After graduating from Wheaton in 1949, McCully entered Marquette University Law School intent on becoming a lawyer. Just before his second year there, he took a job as a hotel night clerk. Originally intending to spend the long hours studying classwork, he instead began reading more of the Bible. The biblical narrative of Nehemiah as well as his correspondence with Jim Elliot, who was making preparations to leave for Ecuador at the time, inspired McCully to consider missionary work. Finally, on September 22, 1950, the day before he was to register for his second year of school, he announced he would not be returning.

==Ministry in America==
After dropping out of law school, McCully began a ministry in the United States. In the winter and spring of 1951, he and Jim Elliot shared a weekly Christian radio broadcast. He also travelled and spoke at various churches around the country. At one stop in Pontiac, Michigan, he met his future wife, Marilou Hobolth, a Moody Bible Institute graduate. They were married on June 29, 1951.

He then entered the School of Missionary Medicine in Los Angeles (today part of Biola University). He spent a year there studying dentistry, obstetrics, and tropical diseases and their treatments.

==Ministry in Ecuador==
The McCullys went to Ecuador supported by Christian Missions in Many Lands (CMML). Ed, Marilou and their 8 month old son, Stevie, left for Ecuador by ship on December 10, 1952. They first stayed in Quito to finish their Spanish study, then joined Jim Elliot and Pete Fleming at their mission station in Shandia. Eventually the McCullys took up residence at the Arajuno mission station deep in the jungle. They worked with the Quechua Indians.

In the fall of 1955, McCully, along with Jim Elliot and missionary pilot Nate Saint, began Operation Auca, their plan to reach the previously un-contacted Waorani. Since the Waorani had a reputation as one of the most murderous tribes on earth, everything was done to earn their trust. The missionaries began by making gift drops from Saint's airplane. McCully would often accompany Saint on these missions.

When the missionaries felt they had built up enough of a rapport with the Waorani, they decided to land in their territory. By this time, Roger Youderian and Pete Fleming had also joined the effort. Saint was able to land the airplane on a sandbar along the Curaray River. However, after friendly ground contact with three Waorani, the missionaries were attacked by a party of six Waorani warriors and three women. McCully was the fourth of the five missionaries to be speared by a young Waorani named Mincaye, and also severely mutilated with a machete after he grabbed and tried to hold back one of his attackers. His role is described in the 2006 film End of the Spear.
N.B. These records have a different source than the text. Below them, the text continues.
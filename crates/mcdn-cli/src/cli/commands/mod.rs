//! CLI command handlers, one file per command.

mod config;
mod list;
mod resolve;

pub use config::run_config;
pub use list::run_list;
pub use resolve::{run_resolve, ResolveArgs};
//! Resource finding: filename rewriting, locator lookup and SSL enforcement.

use crate::config::{keys, read_switch};
use crate::error::{ResolveError, Result};
use crate::locator::ResolveContext;
use crate::registry::Registry;

/// Per-call overrides accepted by [`find_resource`].
#[derive(Debug, Clone, Copy, PartialEq, Eq)]
pub struct FindOptions {
    /// `Some(_)` forces minified on/off; `None` honors `MATERIAL_USE_MINIFIED`.
    pub use_minified: Option<bool>,
    /// Template-call flag kept for signature compatibility; resolution ignores it.
    pub local: bool,
}

impl Default for FindOptions {
    fn default() -> Self {
        Self {
            use_minified: None,
            local: true,
        }
    }
}

/// Prefixes `js/` when serving locally and the name mentions neither `css/`
/// nor `js/` anywhere (substring match, not path segments).
pub fn apply_local_prefix(filename: &str) -> String {
    if !filename.contains("css/") && !filename.contains("js/") {
        format!("js/{filename}")
    } else {
        filename.to_string()
    }
}

/// `stem.ext` → `stem.min.ext`, splitting on the last `.`.
pub fn minified_name(filename: &str) -> Result<String> {
    let (stem, ext) = filename
        .rsplit_once('.')
        .ok_or_else(|| ResolveError::MalformedFilename(filename.to_string()))?;
    Ok(format!("{stem}.min.{ext}"))
}

/// `//host/...` → `https://host/...`; any other URL is returned unchanged.
pub fn force_ssl(url: String) -> String {
    if url.starts_with("//") {
        format!("https:{url}")
    } else {
        url
    }
}

/// Finds the URL for `filename` using the locator registered as `cdn`.
///
/// Recomputed from the current configuration on every call.
pub fn find_resource(
    registry: &Registry,
    ctx: &ResolveContext<'_>,
    filename: &str,
    cdn: &str,
    opts: FindOptions,
) -> Result<String> {
    let mut name = if read_switch(ctx.config, keys::SERVE_LOCAL)? {
        apply_local_prefix(filename)
    } else {
        filename.to_string()
    };

    let use_minified = match opts.use_minified {
        Some(v) => v,
        None => read_switch(ctx.config, keys::USE_MINIFIED)?,
    };
    if use_minified {
        name = minified_name(&name)?;
    }

    let locator = registry.get(cdn)?;
    let mut url = locator.resolve(&name, ctx)?;

    if url.starts_with("//") && read_switch(ctx.config, keys::CDN_FORCE_SSL)? {
        url = force_ssl(url);
    }

    tracing::debug!(cdn, filename, rewritten = %name, url = %url, "resolved resource");
    Ok(url)
}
Shortly afterwards, a search party was organized to find the men. McCully's body was not found by the search party, but he was presumed to be dead. Some Quechua Indians had later found his body further down stream, and even produced McCully's shoe and wristwatch as evidence.

==Surviving family==
At the time of Ed's death, Marilou was eight months pregnant with their third son, Matt. She returned home to give birth and to meet with family. Ed McCully's memorial service was held at his home church in Wauwatosa, Wisconsin, and drew around 800 people.

Marilou eventually returned to Ecuador and lived in Quito for 6 years, running a home for missionary children. She later returned to America and settled in Washington State where she worked as a hospital bookkeeper, and served as pianist at Evergreen Bible Chapel in Federal Way, Washington. She never remarried, and died of cancer on April 24, 2004.